Stored items>

= = =

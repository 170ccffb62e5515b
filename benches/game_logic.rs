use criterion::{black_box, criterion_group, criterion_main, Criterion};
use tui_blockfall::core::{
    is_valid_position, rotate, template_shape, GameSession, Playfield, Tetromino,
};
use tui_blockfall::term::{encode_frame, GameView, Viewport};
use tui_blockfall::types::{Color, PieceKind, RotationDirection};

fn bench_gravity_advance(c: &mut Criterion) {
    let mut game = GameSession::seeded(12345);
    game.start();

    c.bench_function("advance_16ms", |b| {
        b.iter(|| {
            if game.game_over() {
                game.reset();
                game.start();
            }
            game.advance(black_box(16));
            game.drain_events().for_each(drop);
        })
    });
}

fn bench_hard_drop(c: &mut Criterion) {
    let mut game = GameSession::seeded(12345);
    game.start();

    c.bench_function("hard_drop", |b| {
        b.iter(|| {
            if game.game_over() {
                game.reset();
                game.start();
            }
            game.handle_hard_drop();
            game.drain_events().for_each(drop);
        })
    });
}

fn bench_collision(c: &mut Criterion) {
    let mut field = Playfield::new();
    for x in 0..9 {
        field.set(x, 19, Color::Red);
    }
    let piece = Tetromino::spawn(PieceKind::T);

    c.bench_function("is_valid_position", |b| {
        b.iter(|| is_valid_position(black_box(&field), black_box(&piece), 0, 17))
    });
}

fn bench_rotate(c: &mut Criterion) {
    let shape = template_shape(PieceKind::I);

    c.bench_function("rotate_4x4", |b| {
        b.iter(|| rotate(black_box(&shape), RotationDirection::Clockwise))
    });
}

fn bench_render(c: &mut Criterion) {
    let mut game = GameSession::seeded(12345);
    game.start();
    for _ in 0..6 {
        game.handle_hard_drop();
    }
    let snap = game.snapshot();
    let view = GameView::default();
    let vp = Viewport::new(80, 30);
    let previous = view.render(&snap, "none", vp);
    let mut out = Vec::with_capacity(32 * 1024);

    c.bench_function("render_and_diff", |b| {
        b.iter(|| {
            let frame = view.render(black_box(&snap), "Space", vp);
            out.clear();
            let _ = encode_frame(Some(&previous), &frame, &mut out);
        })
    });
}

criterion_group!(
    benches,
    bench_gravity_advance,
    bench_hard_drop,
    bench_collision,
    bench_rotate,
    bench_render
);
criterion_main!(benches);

= = =

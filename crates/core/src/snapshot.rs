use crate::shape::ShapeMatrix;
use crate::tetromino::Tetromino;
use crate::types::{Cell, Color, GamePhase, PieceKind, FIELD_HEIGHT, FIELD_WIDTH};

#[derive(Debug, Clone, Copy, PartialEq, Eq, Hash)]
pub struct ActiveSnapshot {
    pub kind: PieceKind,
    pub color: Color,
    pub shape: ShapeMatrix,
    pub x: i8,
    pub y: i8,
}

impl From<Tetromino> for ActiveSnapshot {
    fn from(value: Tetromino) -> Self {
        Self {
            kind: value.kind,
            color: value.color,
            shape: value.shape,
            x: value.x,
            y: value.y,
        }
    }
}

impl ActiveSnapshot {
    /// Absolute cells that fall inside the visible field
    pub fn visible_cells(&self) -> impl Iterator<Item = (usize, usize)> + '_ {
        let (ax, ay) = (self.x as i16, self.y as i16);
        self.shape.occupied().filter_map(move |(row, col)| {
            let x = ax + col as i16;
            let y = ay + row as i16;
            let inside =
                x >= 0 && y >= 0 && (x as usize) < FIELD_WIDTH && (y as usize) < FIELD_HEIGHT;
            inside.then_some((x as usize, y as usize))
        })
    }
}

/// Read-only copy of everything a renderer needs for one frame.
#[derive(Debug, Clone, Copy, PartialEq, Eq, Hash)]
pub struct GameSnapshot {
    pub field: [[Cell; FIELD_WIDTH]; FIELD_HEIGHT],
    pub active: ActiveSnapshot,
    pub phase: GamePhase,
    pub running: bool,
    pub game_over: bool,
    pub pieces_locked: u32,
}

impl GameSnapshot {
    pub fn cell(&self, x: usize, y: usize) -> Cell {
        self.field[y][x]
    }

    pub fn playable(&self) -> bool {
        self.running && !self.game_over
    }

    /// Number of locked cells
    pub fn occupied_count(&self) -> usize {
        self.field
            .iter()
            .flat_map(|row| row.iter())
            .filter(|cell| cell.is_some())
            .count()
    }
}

= = =

PROMPT>
Give the number of lines in the records above in which the word "ActiveSnapshot" appears. Include no other text.

TASK OUTPUT>
4